Fig. 6: Mice injected with α-synuclein fibrils develop cognitive dysfunction.

A Schematic representation of the Barnes maze platform in which the target and reversal target are 180° apart. Quantification of the average latency across acquisition trials at (B) 1 MPI, (C) 3 MPI, and (D) 6 MPI. Data are expressed as boxplots depicting the median, interquartile range, and individual data points for the average latency of control and fibril-injected mice (n = 10–11 animals/group). **p < 0.01 or ***p < 0.001 by unpaired Student’s t test. E Spaghetti plot depicting the average latency of mice at 1, 3, and 6 MPI. Each line represents the performance trajectory of an individual mouse.
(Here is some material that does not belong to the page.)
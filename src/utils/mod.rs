pub mod file_utils;
pub mod logger;
pub mod time_utils;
Quantification of performance trajectory from (F) 1 MPI to 3 MPI and (G) 3 MPI to 6 MPI. Data are expressed as boxplots depicting the individual data points for the net change in average latency of each group from 1 MPI to 3 MPI and from 3 MPI to 6 MPI. **p < 0.01 by unpaired Student’s t test. H Boxplots depicting individual data points for the percentage of time in which mice occupied the target quadrant during the probe session. I Boxplots depicting the individual data points for the average speed during the probe session. J Boxplots depicting individual data points for the average latency of each group during the reversal segment of the Barnes maze. **p < 0.01 or ***p < 0.001 by two-way ANOVA with Bonferroni’s multiple comparisons test, as indicated. K Boxplots depicting individual data points for the percentage of time in which mice occupied the target quadrant during the probe session during the reversal segment of the Barnes maze. *p < 0.05 by unpaired Student’s t test.